Stovetop stews and curries work well with chopped thigh meat, since the higher fat content keeps cubes tender during longer simmering. In those dishes, weigh the cooked meat once, divide by the number of servings, and assign a part of the total calories and protein to each bowl.

Balancing Thighs With Other Protein Sources

A day that includes chicken thighs does not need to revolve around poultry. You might pair a lunch of grilled thighs with an evening meal that leans on beans, lentils, eggs, or fish. Each source brings its own mix of fats, micronutrients, and textures, while thighs deliver a steady base of high quality protein.

If you enjoy the taste of dark meat but want to keep calories in check, mix thighs and breast in the same pan. One idea is a sheet pan dinner with half thighs and half breast pieces, which lets you serve dark meat to those who like it, breast meat to those who prefer it, and still track average nutrition with reasonable accuracy.

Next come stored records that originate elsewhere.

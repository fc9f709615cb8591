//! Configuration loader for catalog-admin
//!
//! This module provides the `ConfigLoader` struct that handles loading
//! configuration from multiple sources with proper precedence.

use std::path::{Path, PathBuf};

use config::builder::DefaultState;
use config::{Config, ConfigBuilder, Environment, File, FileFormat};

use crate::config::environment::Environment as AppEnvironment;
use crate::config::error::ConfigError;
use crate::config::settings::Settings;

/// Environment variable for configuration directory
const CONFIG_DIR_ENV: &str = "CATALOG_CONFIG_DIR";

/// Environment variable for a single configuration file
const CONFIG_FILE_ENV: &str = "CATALOG_CONFIG_FILE";

const DEFAULT_CONFIG_DIR: &str = "config";

/// Environment variable prefix for configuration overrides
const ENV_PREFIX: &str = "CATALOG";

/// Separator for nested configuration keys in environment variables
const ENV_SEPARATOR: &str = "__";

/// Configuration loader that handles layered configuration loading
///
/// Sources, lowest priority first:
/// 1. `default.toml` (required)
/// 2. `{environment}.toml` (optional)
/// 3. `local.toml` (optional)
/// 4. `CATALOG_*` environment variables
///
/// When a single configuration file is selected, it replaces layers 1-3.
#[derive(Debug)]
pub struct ConfigLoader {
    config_dir: PathBuf,
    config_file: Option<PathBuf>,
    environment: AppEnvironment,
}

impl ConfigLoader {
    /// Creates a loader from `CATALOG_CONFIG_DIR`, `CATALOG_CONFIG_FILE` and
    /// `CATALOG_APP_ENV`.
    ///
    /// # Errors
    ///
    /// Returns an error if both `CATALOG_CONFIG_DIR` and `CATALOG_CONFIG_FILE`
    /// are set.
    pub fn new() -> Result<Self, ConfigError> {
        let config_dir = std::env::var(CONFIG_DIR_ENV).ok().map(PathBuf::from);
        let config_file = std::env::var(CONFIG_FILE_ENV).ok().map(PathBuf::from);

        if config_dir.is_some() && config_file.is_some() {
            return Err(ConfigError::mutual_exclusivity(
                "CATALOG_CONFIG_DIR and CATALOG_CONFIG_FILE cannot both be set. \
                 Use CATALOG_CONFIG_DIR for layered configuration or \
                 CATALOG_CONFIG_FILE for a single configuration file.",
            ));
        }

        Ok(Self {
            config_dir: config_dir.unwrap_or_else(|| PathBuf::from(DEFAULT_CONFIG_DIR)),
            config_file,
            environment: AppEnvironment::from_env(),
        })
    }

    /// Loads only `path` (plus environment overrides).
    pub fn with_config_file(mut self, path: impl Into<PathBuf>) -> Self {
        self.config_file = Some(path.into());
        self
    }

    /// Selects the `{environment}.toml` layer.
    pub fn with_environment(mut self, environment: AppEnvironment) -> Self {
        self.environment = environment;
        self
    }

    pub fn environment(&self) -> AppEnvironment {
        self.environment
    }

    /// Load configuration from all sources and validate it.
    pub fn load(&self) -> Result<Settings, ConfigError> {
        let config = self.build_config()?;
        let settings: Settings = config.try_deserialize().map_err(|e| {
            ConfigError::ParseError(format!("Failed to deserialize configuration: {e}"))
        })?;

        settings.validate()?;

        Ok(settings)
    }

    fn build_config(&self) -> Result<Config, ConfigError> {
        let builder = Config::builder();

        let builder = match &self.config_file {
            Some(config_file) => Self::add_file_source(builder, config_file, true)?,
            None => self.build_layered_config(builder)?,
        };

        // CATALOG_SERVER__PORT -> server.port
        let builder = builder.add_source(
            Environment::with_prefix(ENV_PREFIX)
                .prefix_separator("_")
                .separator(ENV_SEPARATOR)
                .ignore_empty(true)
                .try_parsing(true)
                .list_separator(",")
                .with_list_parse_key("upload.allowed_image_extensions"),
        );

        builder.build().map_err(ConfigError::from)
    }

    fn build_layered_config(
        &self,
        builder: ConfigBuilder<DefaultState>,
    ) -> Result<ConfigBuilder<DefaultState>, ConfigError> {
        let default_path = self.config_dir.join("default.toml");
        let builder = Self::add_file_source(builder, &default_path, true)?;

        let env_path = self
            .config_dir
            .join(format!("{}.toml", self.environment.as_str()));
        let builder = Self::add_file_source(builder, &env_path, false)?;

        let local_path = self.config_dir.join("local.toml");
        Self::add_file_source(builder, &local_path, false)
    }

    fn add_file_source(
        builder: ConfigBuilder<DefaultState>,
        path: &Path,
        required: bool,
    ) -> Result<ConfigBuilder<DefaultState>, ConfigError> {
        if required && !path.exists() {
            return Err(ConfigError::file_not_found(format!(
                "Required configuration file not found: {}",
                path.display()
            )));
        }

        Ok(builder.add_source(File::from(path).format(FileFormat::Toml).required(required)))
    }
}

#[cfg(test)]
mod tests {
    use super::*;
    use crate::config::settings::StorageBackend;
    use std::fs;
    use std::sync::Mutex;
    use tempfile::TempDir;

    // Tests touching process environment run one at a time.
    static TEST_MUTEX: Mutex<()> = Mutex::new(());

    fn setup_config_dir(files: &[(&str, &str)]) -> TempDir {
        let temp_dir = TempDir::new().expect("Failed to create temp dir");
        for (name, content) in files {
            fs::write(temp_dir.path().join(name), content).expect("Failed to write config file");
        }
        temp_dir
    }

    /// Restores touched environment variables on drop.
    struct EnvGuard {
        vars_to_restore: Vec<(String, Option<String>)>,
    }

    impl EnvGuard {
        fn new() -> Self {
            Self {
                vars_to_restore: Vec::new(),
            }
        }

        fn set(&mut self, key: &str, value: &str) {
            self.vars_to_restore
                .push((key.to_string(), std::env::var(key).ok()));
            unsafe {
                std::env::set_var(key, value);
            }
        }

        fn remove(&mut self, key: &str) {
            self.vars_to_restore
                .push((key.to_string(), std::env::var(key).ok()));
            unsafe {
                std::env::remove_var(key);
            }
        }

        fn clear_catalog_vars(&mut self) {
            let keys: Vec<String> = std::env::vars()
                .map(|(key, _)| key)
                .filter(|key| key.starts_with("CATALOG_"))
                .collect();
            for key in keys {
                self.remove(&key);
            }
        }
    }

    impl Drop for EnvGuard {
        fn drop(&mut self) {
            for (key, original) in self.vars_to_restore.iter().rev() {
                unsafe {
                    match original {
                        Some(value) => std::env::set_var(key, value),
                        None => std::env::remove_var(key),
                    }
                }
            }
        }
    }

    #[test]
    fn test_config_loader_defaults() {
        let _lock = TEST_MUTEX.lock().unwrap_or_else(|e| e.into_inner());
        let mut env = EnvGuard::new();
        env.clear_catalog_vars();

        let loader = ConfigLoader::new().expect("Should create loader");
        assert_eq!(loader.config_dir, PathBuf::from("config"));
        assert!(loader.config_file.is_none());
        assert_eq!(loader.environment(), AppEnvironment::Development);
    }

    #[test]
    fn test_config_loader_mutual_exclusivity_error() {
        let _lock = TEST_MUTEX.lock().unwrap_or_else(|e| e.into_inner());
        let mut env = EnvGuard::new();
        env.clear_catalog_vars();
        env.set("CATALOG_CONFIG_DIR", "/custom/config");
        env.set("CATALOG_CONFIG_FILE", "/path/to/config.toml");

        match ConfigLoader::new() {
            Err(ConfigError::MutualExclusivityError(msg)) => {
                assert!(msg.contains("CATALOG_CONFIG_DIR"));
                assert!(msg.contains("CATALOG_CONFIG_FILE"));
            }
            other => panic!("Expected MutualExclusivityError, got {other:?}"),
        }
    }

    #[test]
    fn test_load_missing_default_toml() {
        let _lock = TEST_MUTEX.lock().unwrap_or_else(|e| e.into_inner());
        let mut env = EnvGuard::new();
        env.clear_catalog_vars();
        let temp_dir = setup_config_dir(&[]);
        env.set("CATALOG_CONFIG_DIR", temp_dir.path().to_str().unwrap());

        match ConfigLoader::new().unwrap().load() {
            Err(ConfigError::FileNotFound(msg)) => assert!(msg.contains("default.toml")),
            other => panic!("Expected FileNotFound error, got {other:?}"),
        }
    }

    #[test]
    fn test_layers_apply_in_order() {
        let _lock = TEST_MUTEX.lock().unwrap_or_else(|e| e.into_inner());
        let mut env = EnvGuard::new();
        env.clear_catalog_vars();
        let temp_dir = setup_config_dir(&[
            ("default.toml", "[server]\nport = 3000\nhost = \"0.0.0.0\"\n"),
            ("production.toml", "[server]\nport = 4000\n"),
            ("local.toml", "[flash]\nttl_seconds = 60\n"),
        ]);
        env.set("CATALOG_CONFIG_DIR", temp_dir.path().to_str().unwrap());
        env.set("CATALOG_APP_ENV", "production");

        let settings = ConfigLoader::new().unwrap().load().unwrap();
        assert_eq!(settings.server.port, 4000);
        assert_eq!(settings.server.host, "0.0.0.0");
        assert_eq!(settings.flash.ttl_seconds, 60);
        assert_eq!(settings.storage.backend, StorageBackend::Memory);
    }

    #[test]
    fn test_env_vars_override_files() {
        let _lock = TEST_MUTEX.lock().unwrap_or_else(|e| e.into_inner());
        let mut env = EnvGuard::new();
        env.clear_catalog_vars();
        let temp_dir = setup_config_dir(&[("default.toml", "[server]\nport = 3000\n")]);
        env.set("CATALOG_CONFIG_DIR", temp_dir.path().to_str().unwrap());
        env.set("CATALOG_SERVER__PORT", "9090");
        env.set("CATALOG_UPLOAD__ALLOWED_IMAGE_EXTENSIONS", "png,webp");

        let settings = ConfigLoader::new().unwrap().load().unwrap();
        assert_eq!(settings.server.port, 9090);
        assert_eq!(settings.upload.allowed_image_extensions, vec!["png", "webp"]);
    }

    #[test]
    fn test_single_file_mode_skips_layers() {
        let _lock = TEST_MUTEX.lock().unwrap_or_else(|e| e.into_inner());
        let mut env = EnvGuard::new();
        env.clear_catalog_vars();
        let temp_dir = setup_config_dir(&[(
            "catalog.toml",
            "[storage]\nbackend = \"postgres\"\n[database]\nurl = \"postgres://localhost/catalog\"\n",
        )]);

        let settings = ConfigLoader::new()
            .unwrap()
            .with_config_file(temp_dir.path().join("catalog.toml"))
            .load()
            .unwrap();
        assert_eq!(settings.storage.backend, StorageBackend::Postgres);
        assert_eq!(settings.database.url, "postgres://localhost/catalog");
    }

    #[test]
    fn test_postgres_without_url_fails_validation() {
        let _lock = TEST_MUTEX.lock().unwrap_or_else(|e| e.into_inner());
        let mut env = EnvGuard::new();
        env.clear_catalog_vars();
        let temp_dir = setup_config_dir(&[("default.toml", "[storage]\nbackend = \"postgres\"\n")]);
        env.set("CATALOG_CONFIG_DIR", temp_dir.path().to_str().unwrap());

        let result = ConfigLoader::new().unwrap().load();
        assert!(matches!(result, Err(ConfigError::ValidationError { .. })));
    }
}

Quick Recap Of Chicken Thigh Protein And Calories

Data from large nutrition tables place cooked, boneless, skinless chicken thighs near 179 calories and 25 g of protein per 100 g. A medium cooked boneless thigh lands near 150 calories and 18 g of protein, while a 3 ounce serving sits near 170 calories and 22 g of protein. With those figures in hand, you can comfortably weave chicken thighs into meal plans that match your calorie and protein goals. Many tracking apps let you save favorite meals, so these chicken thigh numbers stay close at hand today.